また、生き残ったとしても、これまでと同様の規模は維持できないかもしれません。

アンラーニングすべき「昭和」のルールの例

それでは、生き残る術にはどのようなものがあるでしょうか?

既に述べたとおり、変わったのはルールのほうです。
従来の勝者たちは、新しいルールに適応しなければなりません。
反対に、これまでの「昭和」のルールは通用しません。

代表的な「昭和」のルール(従来型の「重厚長大」な産業のルール)としては、例えば、規模の経済によるコスト競争力の獲得ということがあります。

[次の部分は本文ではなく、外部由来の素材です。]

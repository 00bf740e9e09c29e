//! Description Suggestions
//!
//! Canned per-category description templates behind the edit form's
//! one-tap "write it for me" button. Pure over (category, title) with an
//! injected roll.

use crate::models::Category;

fn templates(category: Category) -> &'static [&'static str] {
    match category {
        Category::Food => &[
            "{} 評價很高，記得先看 Google Maps 營業時間！",
            "聽說 {} 的招牌菜必點，準備好胃口了嗎？",
            "這家店可能需要排隊，建議避開尖峰時段。",
            "記得拍照打卡，這裡的裝潢很漂亮！",
        ],
        Category::Inventory => &[
            "別忘了把 {} 放進背包最外層，方便拿取。",
            "檢查一下 {} 是否足夠，寧可多帶也不要少帶。",
            "出發前再次確認有沒有帶到！",
        ],
        Category::Critical => &[
            "{} 非常重要！建議設個鬧鐘提醒自己。",
            "再次確認 {} 的時間地點，絕對不能遲到！",
            "這件事優先級最高，務必專注完成。",
        ],
        Category::A => &[
            "{} 需要花比較多時間，記得預留交通緩衝。",
            "這趟行程比較長，帶個行動電源或水吧。",
            "若是戶外行程，記得確認天氣狀況。",
        ],
        Category::B => &[
            "{} 就在附近，可以順便看看周邊有什麼好玩的。",
            "短暫的行程，適合穿插在空檔中。",
        ],
        Category::Todo => &[
            "{} 趕快完成它，心情會更輕鬆！",
            "把 {} 分解成小步驟會比較好執行喔。",
            "做完這件事給自己一個小獎勵吧！",
        ],
        Category::Costume => &[
            "{} 的細節是關鍵，加油！",
            "穿起來舒適最重要，記得試穿確認活動度。",
        ],
        Category::Meetup => &[
            "跟對方確認一下時間地點，以免撲空。",
            "準備個小禮物或話題，讓聚會更開心！",
        ],
        Category::Daily | Category::C | Category::D | Category::Uncertain => &[
            "關於 {}，可以先查查看有沒有相關優惠或活動。",
            "放輕鬆，享受 {} 的過程吧！",
            "這聽起來很有趣，期待！",
        ],
    }
}

/// Pick a canned description. `roll` receives the template count and must
/// return an index below it; out-of-range rolls are clamped.
pub fn suggest_description(
    category: Category,
    title: &str,
    roll: impl FnOnce(usize) -> usize,
) -> String {
    let title = if title.is_empty() { "行程" } else { title };
    let list = templates(category);
    let idx = roll(list.len()).min(list.len() - 1);
    list[idx].replace("{}", title)
}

例としては、Amazonにその地位を追われたバーンズアンドノーブル好立地の大型店舗を多く構え、ベストセラーを大量に仕入れて競合チェーンよりもお買い得な価格で販売していました。

またAppleにその地位を奪われたノキアにしても、さらにその前にシェアを広げていたモトローラとの競争では、自社で垂直統合型の強固なバリューチェーンを築くことで、安くて品質の高い携帯電話の生産を可能にしました。

令和の「規模の経済」とは?

同じ原理原則を信じたまま、デジタルに戦場を移すと失敗します。
考え方を完全に切り替える必要があるのです。

この点を「規模の経済」の変化を例に、もう少し掘り下げて見てみましょう。

Amazonが初めに仕入れた商品はベストセラーなどではなく、どちらかというと専門書などのロングテール商品が中心でした。

Amazonの規模が大きくなってからは、ベストセラー商品の価格競争力もつきバーンズと激しい競争を繰り広げましたが、Amazonが競争を制した要因は決してベストセラーの価格ではありません。

皆さん自身に置き換えて考えてみて下さい。大手書店チェーンがAmazon並みに使いやすいサイトを提供したとして、既にAmazonを使っていたとしたら、今から切り替えて使うでしょうか。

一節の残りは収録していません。